*WHAT TO WORK ON*
Within the records below, find each line that holds the string "model", then copy it.

* * * * * * *

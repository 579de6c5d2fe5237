//! Ancestor-cycle detection over parent → child edges.
//!
//! # Overview
//!
//! Nothing in the entry model stops an entry from becoming its own ancestor
//! (A parent of B, B parent of C, C parent of A). The classifier tolerates
//! such graphs because every traversal stops after three hops, but the result
//! reads oddly. This module detects the cycle a new edge would close so the
//! editor can warn or reject, depending on [`CyclePolicy`].
//!
//! # Design
//!
//! - **DFS-based**: depth-first search from the new child along children
//!   edges, looking for a path back to the new parent.
//! - **Flip-aware**: when the new edge replaces the opposite one (the child
//!   used to be the parent), the replaced edge is ignored, since the editor
//!   removes it before adding the new one.
//! - **Iterative**: both walks keep an explicit stack, so chain depth is
//!   bounded by memory rather than the thread stack.
//! - **Cheap common case**: an edge whose parent has no other ancestor, or
//!   whose child has no other descendant, cannot close a loop and skips the
//!   walk entirely. Otherwise each detection visits each entry and edge at
//!   most once.
//!
//! [`CyclePolicy`]: super::editor::CyclePolicy

#![allow(
    clippy::must_use_candidate,
    clippy::module_name_repetitions,
    clippy::doc_markdown,
)]

use std::collections::{HashMap, HashSet};
use std::fmt;

use serde::Serialize;

use crate::model::EntryStore;

// ---------------------------------------------------------------------------
// CycleWarning
// ---------------------------------------------------------------------------

/// A cycle closed (or about to be closed) by a parent → child edge.
#[derive(Debug, Clone, PartialEq, Eq, Serialize)]
pub struct CycleWarning {
    /// The ordered titles forming the loop, starting and ending at `parent`.
    ///
    /// Adding edge A→B when B→C→A already exists gives `["A", "B", "C", "A"]`.
    pub cycle_path: Vec<String>,

    /// Parent side of the closing edge.
    pub parent: String,

    /// Child side of the closing edge.
    pub child: String,
}

impl CycleWarning {
    /// Number of distinct entries in the cycle.
    pub fn cycle_len(&self) -> usize {
        self.cycle_path.len().saturating_sub(1)
    }

    pub fn is_self_loop(&self) -> bool {
        self.parent == self.child
    }
}

impl fmt::Display for CycleWarning {
    fn fmt(&self, f: &mut fmt::Formatter<'_>) -> fmt::Result {
        if self.is_self_loop() {
            write!(f, "cycle detected: '{}' would be its own parent", self.parent)
        } else {
            write!(
                f,
                "cycle detected ({} entries): {}",
                self.cycle_len(),
                self.cycle_path.join(" → ")
            )
        }
    }
}

// ---------------------------------------------------------------------------
// Core detection
// ---------------------------------------------------------------------------

/// Detect whether adding the edge `parent → child` would make `parent` its
/// own descendant.
///
/// An existing `child → parent` edge is ignored because establishing the new
/// direction removes it first.
///
/// Returns `Some(CycleWarning)` if a cycle would be created.
pub fn detect_cycle_on_add(store: &EntryStore, parent: &str, child: &str) -> Option<CycleWarning> {
    if parent == child {
        return Some(CycleWarning {
            cycle_path: vec![parent.to_string(), parent.to_string()],
            parent: parent.to_string(),
            child: child.to_string(),
        });
    }

    // A loop needs `parent` to have an ancestor and `child` a descendant,
    // not counting the edge being flipped.
    let has_other = |titles: &[String], flipped: &str| titles.iter().any(|t| t != flipped);
    if !has_other(parents_of(store, parent), child)
        || !has_other(children_of(store, child), parent)
    {
        return None;
    }

    let came_from = find_path(store, child, parent, (child, parent))?;
    let mut cycle_path = vec![parent.to_string()];
    cycle_path.extend(reconstruct_path(&came_from, child, parent));
    Some(CycleWarning {
        cycle_path,
        parent: parent.to_string(),
        child: child.to_string(),
    })
}

/// Find every ancestor cycle currently in the store.
///
/// Each cycle is reported once, through the back edge that closes it during
/// a depth-first walk in store order.
pub fn find_all_cycles(store: &EntryStore) -> Vec<CycleWarning> {
    let mut warnings = Vec::new();
    let mut color: HashMap<&str, Color> = HashMap::new();
    let mut came_from: HashMap<&str, &str> = HashMap::new();

    for root in store.titles() {
        if color.contains_key(root) {
            continue;
        }
        color.insert(root, Color::Gray);
        // Each frame is an entry on the current path and the index of the
        // next child to visit.
        let mut stack: Vec<(&str, usize)> = vec![(root, 0)];

        while let Some(frame) = stack.last_mut() {
            let (node, next_index) = *frame;
            let Some(next) = children_of(store, node).get(next_index) else {
                color.insert(node, Color::Black);
                stack.pop();
                continue;
            };
            frame.1 += 1;

            match color.get(next.as_str()) {
                None => {
                    color.insert(next.as_str(), Color::Gray);
                    came_from.insert(next.as_str(), node);
                    stack.push((next.as_str(), 0));
                }
                Some(Color::Gray) => {
                    // Back edge node → next: next is an ancestor on the path.
                    let mut cycle_path = reconstruct_path(&came_from, next, node);
                    cycle_path.push(next.clone());
                    warnings.push(CycleWarning {
                        cycle_path,
                        parent: node.to_string(),
                        child: next.clone(),
                    });
                }
                Some(Color::Black) => {}
            }
        }
    }

    warnings
}

// ---------------------------------------------------------------------------
// DFS internals
// ---------------------------------------------------------------------------

#[derive(Debug, Clone, Copy, PartialEq, Eq)]
enum Color {
    Gray,
    Black,
}

fn children_of<'a>(store: &'a EntryStore, title: &str) -> &'a [String] {
    store
        .get(title)
        .map(|entry| entry.children_titles())
        .unwrap_or_default()
}

fn parents_of<'a>(store: &'a EntryStore, title: &str) -> &'a [String] {
    store
        .get(title)
        .map(|entry| entry.parent_titles())
        .unwrap_or_default()
}

/// Depth-first search from `start` along children edges, never following
/// `skip`. Returns the predecessor map once `target` is reached.
fn find_path<'a>(
    store: &'a EntryStore,
    start: &'a str,
    target: &str,
    skip: (&str, &str),
) -> Option<HashMap<&'a str, &'a str>> {
    let mut visited: HashSet<&str> = HashSet::new();
    let mut came_from: HashMap<&str, &str> = HashMap::new();
    let mut stack: Vec<(&str, Option<&str>)> = vec![(start, None)];

    while let Some((current, from)) = stack.pop() {
        if !visited.insert(current) {
            continue;
        }
        if let Some(from) = from {
            came_from.insert(current, from);
        }
        if current == target {
            return Some(came_from);
        }

        // Reversed so children are explored in stored order.
        for next in children_of(store, current).iter().rev() {
            if (current, next.as_str()) != skip && !visited.contains(next.as_str()) {
                stack.push((next.as_str(), Some(current)));
            }
        }
    }

    None
}

/// Titles from `start` to `end` (inclusive) following `came_from` backwards.
fn reconstruct_path(came_from: &HashMap<&str, &str>, start: &str, end: &str) -> Vec<String> {
    let mut chain = vec![end.to_string()];
    let mut current = end;
    while current != start {
        match came_from.get(current) {
            Some(prev) => {
                chain.push((*prev).to_string());
                current = prev;
            }
            None => break,
        }
    }
    chain.reverse();
    chain
}

// ---------------------------------------------------------------------------
// Tests
// ---------------------------------------------------------------------------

* * * * * * *

*RESPONSE TO THE EXERCISE*
//! Nothing in the entry model stops an entry from becoming its own ancestor
use crate::model::EntryStore;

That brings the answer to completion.